= Les Quatre Vents de l'esprit =

Les Quatre Vents de l'esprit ("The Four Winds of the Spirit") is a poetry collection by Victor Hugo, published in 1881 in two volumes by Jules Hetzel and Albert Quantin.

Hugo had conceived the project as early as 1870, returning to France that year with the material that would form the collection, in a period marked by an uncertain political situation and editorial conflicts that delayed the project.

Its provisional title, Toute l'âme, reflected Hugo's aim of presenting a complete, testamentary vision of his poetic art — a "total work" divided into four books: satirical, dramatic, lyric, and epic.

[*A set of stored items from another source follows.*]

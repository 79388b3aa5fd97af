//! Track several prompts over one event-stream connection.
//!
//! Submits two generations back to back and waits for both concurrently,
//! printing step progress and ETA as events arrive.
//!
//! ```sh
//! RUST_LOG=comfyui_client=debug cargo run --example progress_tracking
//! ```

use comfyui_client::{ComfyClient, ComfyError, ProgressState, Txt2ImgRequest, WaitOptions};
use std::time::Duration;

fn report(label: &str, p: &ProgressState) {
    let eta = p
        .eta()
        .map(|d| format!("{:.0}s", d.as_secs_f64()))
        .unwrap_or_else(|| "?".into());
    println!(
        "  [{}] {:?} node={} step {}/{} ({:.0}%) eta {}",
        label,
        p.state,
        p.current_node.as_deref().unwrap_or("-"),
        p.current_step,
        p.total_steps,
        p.percentage(),
        eta
    );
}

#[tokio::main]
async fn main() -> std::result::Result<(), Box<dyn std::error::Error>> {
    tracing_subscriber::fmt()
        .with_env_filter(tracing_subscriber::EnvFilter::from_default_env())
        .init();

    let client = ComfyClient::new("http://127.0.0.1:8188");

    let checkpoints = client.checkpoints().await?;
    let Some(checkpoint) = checkpoints.first() else {
        eprintln!("No checkpoints found");
        return Ok(());
    };

    // Subscribe before submitting so no early event is missed.
    let events = client.connect_events().await?;

    let (cat, _) = Txt2ImgRequest::new("a cat wearing a tiny hat, digital art", checkpoint)
        .steps(30)
        .build()?;
    let (dog, _) = Txt2ImgRequest::new("a dog in a spacesuit, digital art", checkpoint)
        .steps(20)
        .build()?;

    let first = client.submit(&cat, None).await?;
    let second = client.submit(&dog, None).await?;
    println!("Queued {} and {}", first.prompt_id, second.prompt_id);

    let opts = WaitOptions::new().with_timeout(Duration::from_secs(600));
    let (a, b) = tokio::join!(
        client.wait_for_completion(&events, &first.prompt_id, opts.clone(), |p| report("cat", p)),
        client.wait_for_completion(&events, &second.prompt_id, opts, |p| report("dog", p)),
    );

    for (label, result) in [("cat", a), ("dog", b)] {
        match result {
            Ok(r) => println!("{}: {} image(s) in {:.1}s", label, r.images.len(), r.duration.as_secs_f64()),
            Err(ComfyError::Execution(e)) => {
                eprintln!("{}: failed in {} ({}): {}", label, e.node_id, e.node_type, e.exception_message)
            }
            Err(e) => eprintln!("{}: {}", label, e),
        }
    }

    events.close();
    Ok(())
}
//! # comfyui-client
//!
//! Async Rust client for [ComfyUI](https://github.com/comfyanonymous/ComfyUI),
//! the node-based Stable Diffusion backend.
//!
//! Provides a typed workflow graph and builder, a REST client for prompt
//! submission, queue/history management and model discovery, and a shared
//! event-stream connection that tracks many prompts at once.
//!
//! ## Quick Start
//!
//! ```no_run
//! use comfyui_client::{ComfyClient, Txt2ImgRequest, WaitOptions};
//! use std::time::Duration;
//!
//! # async fn example() -> comfyui_client::Result<()> {
//! let client = ComfyClient::new("http://127.0.0.1:8188");
//!
//! // Discover models
//! let checkpoints = client.checkpoints().await?;
//! let checkpoint = &checkpoints[0];
//!
//! // Build a workflow
//! let (workflow, seed) = Txt2ImgRequest::new("a sunset over mountains", checkpoint)
//!     .negative("lowres, blurry")
//!     .steps(25)
//!     .build()?;
//!
//! // Submit and wait with real-time progress
//! let opts = WaitOptions::new().with_timeout(Duration::from_secs(120));
//! let result = client
//!     .execute(&workflow, opts, |p| {
//!         println!("Step {}/{} ({:.0}%)", p.current_step, p.total_steps, p.percentage())
//!     })
//!     .await?;
//!
//! for img in &result.images {
//!     client.save_image(img, format!("out/{}", img.filename)).await?;
//! }
//! # Ok(())
//! # }
//! ```
//!
//! ## Tracking several prompts
//!
//! One [`EventStream`] serves any number of concurrent waits; events are
//! routed to each waiter by `prompt_id`.
//!
//! ```no_run
//! # use comfyui_client::{ComfyClient, Workflow, WaitOptions};
//! # async fn example(client: ComfyClient, a: Workflow, b: Workflow) -> comfyui_client::Result<()> {
//! let events = client.connect_events().await?;
//! let first = client.submit(&a, None).await?;
//! let second = client.submit(&b, None).await?;
//!
//! let (ra, rb) = tokio::join!(
//!     client.wait_for_completion(&events, &first.prompt_id, WaitOptions::new(), |_| {}),
//!     client.wait_for_completion(&events, &second.prompt_id, WaitOptions::new(), |_| {}),
//! );
//! # Ok(())
//! # }
//! ```

pub mod client;
pub mod config;
pub mod error;
pub mod messages;
pub mod records;
pub mod stream;
pub mod template;
pub mod tracker;
pub mod types;
pub mod workflow;

pub use client::ComfyClient;
pub use config::{ClientConfig, ClientConfigBuilder};
pub use error::{ComfyError, Result};
pub use messages::{decode_event, EventMessage, ExecutionErrorData, ServerEvent};
pub use stream::{EventStream, StreamItem, Subscription, WaitOptions};
pub use template::Txt2ImgRequest;
pub use tracker::{JobState, ProgressState, ProgressTracker};
pub use types::{
    ExecutionResult, FolderType, History, HistoryEntry, HistoryStatus, ImageRef, NodeOutput,
    PromptRecord, QueueSnapshot, SubmitResponse, UploadOptions, UploadResponse,
};
pub use workflow::{InputValue, Node, NodeLink, Workflow, WorkflowBuilder};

Publication was delayed until 1881, when the collection finally appeared in two volumes from Hetzel and Quantin; later editions include the Ollendorff "Édition de l'Imprimerie nationale" of 1908, the Seuil "L'Intégrale" edition of 1972, the Club français du livre chronological edition (1968–1970) under Jean Massin, and the Robert Laffont "Bouquins" edition of 1985.

The manuscript of Les Quatre Vents de l'esprit is preserved among the Fonds Victor Hugo.

- Livre épique — its central poem, La Révolution, survives in manuscript dated 25 December 1857, with its epilogue published separately in 1881 in Les Quatre Vents de l'esprit.

- Livre dramatique, Les Deux Trouvailles de Gallus — treated in a critical edition and separately discussed by Danièle Gasiglia-Laster in the theatrical review L'Avant-scène théâtre (2003).